Nyx understood that they needed to be as prepared as possible before the threat the Black Ships represented came upon their shores, but they couldn't start with that until the snows started to melt. Not truly. The  _ Galahkari  _ always preserved as much food as possible but it wouldn't be enough to get them through a long series of battles. They would need patrols on their western borders, new weapons and armour. A way to defend against airships.

An actual  _ plan _ .

They didn't even know when or how the Nifs - there was no doubt in Nyx that the threat was Niflheim - would come. Only that they would. While that knowledge was certainly enough to rile all of Galahd up for battle – even the isolated mountain clans he would imagine– it wasn't enough to fight and win.

Him, a mage. Right. What was he supposed to do? Lead a pack of coeurls into battle? He nearly snorted in amusement at that image.

“Eos to Nyx. You there?”

Nyx jerked in surprise as a heavy hand landed on his shoulder. He whirled around, and bid his rapidly beating heart to slow down again. There stood Libertus with a barely hidden look of worry on his face. The shawl he would cover the lower part of his face with, to guard it from the cold hung loosely around his neck.

“Damn it, big guy. Did you want me to have a heart attack?”

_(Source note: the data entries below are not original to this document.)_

//! Database layer: sqlx models and repositories for the setforge schema.

pub mod error;
pub mod models;
pub mod repositories;

/// Connection pool alias used across crates.
pub type DbPool = sqlx::PgPool;

/// Embedded schema migrations (`crates/db/migrations`).
pub static MIGRATOR: sqlx::migrate::Migrator = sqlx::migrate!();
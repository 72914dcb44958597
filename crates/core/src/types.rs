/// All database primary keys are PostgreSQL BIGSERIAL.
pub type DbId = i64;

/// An abstract template, not bound to any host.
pub const OBJECT_TYPE_TEMPLATE: &str = "template";
/// A concrete object statically bound to a single host.
pub const OBJECT_TYPE_OBJECT: &str = "object";
/// A dynamically assigned object whose hosts are matched by filter.
pub const OBJECT_TYPE_APPLY: &str = "apply";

“ You've been staring at the sled without blinking even once. What by the Wooden Throne is bothering you? Is your  _ mahir  _ sick again?” Libertus squinted at him in the way he always did when he was really worried about him.

Nyx sighed. With one last glance he deemed the sled hidden enough and slid into his overcoat. They had slept the night in a hut that had been halfway built into a small cave. Here the snow wasn't nearly as deep as in the village but still enough to sink in to the knees, if it weren't for their snowshoes.

“How much has Murus told you about the flow laying?” he asked, while they stepped out of the cave.

They had already packed everything they might need during this outing onto the smaller sled. This hunter's camp would be their headquarters for the duration of their trip.

“ You know how Murus is. He hasn't told anyone anything since he came back, not even his own  _ mahir _ . Been chewing on it in his head, and once he comes to a decision he'll tell us, but it's never been this extreme,” grunted Libertus and started to drag the sled along behind him.

It was mostly empty right now, but Nyx hoped they would manage to hunt enough to need it. They set out, snow crunching with each step, the sound strangely muffled.

Nyx snorted softly beneath the scarf hiding half his face. That sounded like Murus, all right. That man was slow like a _garula_ was most of the time thinking about something, until he had made up his mind about it. Then he was like a _sahagin_ that had tasted blood in the water. It was quite fascinating to watch, as long as you weren't in the way, that was.

“It was... unexpected,” Nyx eventually settled on. That was quite the tame way to put it, he realized.

“That bad, huh?”

“You have no idea.”

“You're not going to tell me, are you?” asked Libertus as they started to climb a small hill.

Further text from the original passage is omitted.